**TASK DESCRIPTION:**
Exactly the lines from the opening of the data through the line containing "pub fn new()" should be reproduced, please, with nothing added.

Saved data entries
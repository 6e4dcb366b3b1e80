//! Peripheral reset controller.
//!
//! Word 0 holds the per-peripheral enable bits (1 = enabled); writes trace
//! which devices changed state. A write to word 1 requests a full system
//! reset from the host. The rest of the block is plain storage.

use avalanche_io_snapshot::{
    IoSnapshot, SnapshotError, SnapshotReader, SnapshotResult, SnapshotVersion, SnapshotWriter,
};

use crate::regs::RegWindow;

pub const RESET_SIZE: usize = 0x200;

const REG_PERIPH_RESET: u32 = 0x00;
const REG_SYSTEM_RESET: u32 = 0x04;

/// Host-side handler for a guest-requested system reset.
pub trait SystemResetSink {
    fn request_system_reset(&mut self);
}

impl<F: FnMut()> SystemResetSink for F {
    fn request_system_reset(&mut self) {
        self()
    }
}

const RESET_DEVICES: [&str; 32] = [
    "uart0", "uart1", "i2c", "timer0",
    "timer1", "reserved05", "gpio", "adsl",
    "usb", "atm", "reserved10", "vdma",
    "fser", "reserved13", "reserved14", "reserved15",
    "vlynq1", "cpmac0", "mcdma", "bist",
    "vlynq0", "cpmac1", "mdio", "dsp",
    "reserved24", "reserved25", "ephy", "reserved27",
    "reserved28", "reserved29", "reserved30", "reserved31",
];

#[derive(Debug, Clone, PartialEq, Eq)]
pub struct ResetCtrl {
    regs: RegWindow,
}

impl Default for ResetCtrl {
    fn default() -> Self {
        Self::new()
    }
}

impl ResetCtrl {
    pub fn new() -> Self {
        Self {
            regs: RegWindow::new(RESET_SIZE),
        }
    }

    pub fn mmio_read(&self, offset: u32) -> u32 {
        let val = self.regs.read(offset);
        tracing::trace!(target: "avalanche::reset", offset = format_args!("{offset:#x}"), val = format_args!("{val:#010x}"), "read");
        val
    }

    pub fn mmio_write(&mut self, offset: u32, val: u32, sink: &mut dyn SystemResetSink) {
        match offset {
            REG_PERIPH_RESET => {
                let changed = self.regs.read(REG_PERIPH_RESET) ^ val;
                let enabled = changed & val;
                for (bit, name) in RESET_DEVICES.iter().enumerate() {
                    if changed & (1 << bit) != 0 {
                        let state = if enabled & (1 << bit) != 0 {
                            "enabled"
                        } else {
                            "disabled"
                        };
                        tracing::trace!(target: "avalanche::reset", device = name, state, "peripheral reset change");
                    }
                }
            }
            REG_SYSTEM_RESET => {
                tracing::trace!(target: "avalanche::reset", "system reset requested");
                sink.request_system_reset();
            }
            _ => {
                tracing::trace!(target: "avalanche::reset", offset = format_args!("{offset:#x}"), val = format_args!("{val:#010x}"), "write");
            }
        }
        self.regs.write(offset, val);
    }

    pub fn reset(&mut self) {
        self.regs.fill_zero();
    }
}

impl IoSnapshot for ResetCtrl {
    const DEVICE_ID: [u8; 4] = *b"RSTC";
    const DEVICE_VERSION: SnapshotVersion = SnapshotVersion::new(0, 0);

    fn save_state(&self) -> Vec<u8> {
        let mut w = SnapshotWriter::new(Self::DEVICE_ID, Self::DEVICE_VERSION);
        w.field_bytes(1, self.regs.as_bytes().to_vec());
        w.finish()
    }

    fn load_state(&mut self, bytes: &[u8]) -> SnapshotResult<()> {
        let r = SnapshotReader::parse(bytes, Self::DEVICE_ID)?;
        r.ensure_device_major(Self::DEVICE_VERSION.major)?;
        if let Some(regs) = r.bytes(1) {
            if !self.regs.load_bytes(regs) {
                return Err(SnapshotError::InvalidFieldEncoding("reset regs length"));
            }
        }
        Ok(())
    }
}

**SOLVED PROBLEM:**
repository 6e4dcb366b3b1e80
//! Peripheral reset controller.
//!
//! Word 0 holds the per-peripheral enable bits (1 = enabled); writes trace
//! which devices changed state. A write to word 1 requests a full system
//! reset from the host. The rest of the block is plain storage.

use avalanche_io_snapshot::{
    IoSnapshot, SnapshotError, SnapshotReader, SnapshotResult, SnapshotVersion, SnapshotWriter,
};

use crate::regs::RegWindow;

pub const RESET_SIZE: usize = 0x200;

const REG_PERIPH_RESET: u32 = 0x00;
const REG_SYSTEM_RESET: u32 = 0x04;

/// Host-side handler for a guest-requested system reset.
pub trait SystemResetSink {
    fn request_system_reset(&mut self);
}

impl<F: FnMut()> SystemResetSink for F {
    fn request_system_reset(&mut self) {
        self()
    }
}

const RESET_DEVICES: [&str; 32] = [
    "uart0", "uart1", "i2c", "timer0",
    "timer1", "reserved05", "gpio", "adsl",
    "usb", "atm", "reserved10", "vdma",
    "fser", "reserved13", "reserved14", "reserved15",
    "vlynq1", "cpmac0", "mcdma", "bist",
    "vlynq0", "cpmac1", "mdio", "dsp",
    "reserved24", "reserved25", "ephy", "reserved27",
    "reserved28", "reserved29", "reserved30", "reserved31",
];

#[derive(Debug, Clone, PartialEq, Eq)]
pub struct ResetCtrl {
    regs: RegWindow,
}

impl Default for ResetCtrl {
    fn default() -> Self {
        Self::new()
    }
}

impl ResetCtrl {
    pub fn new() -> Self {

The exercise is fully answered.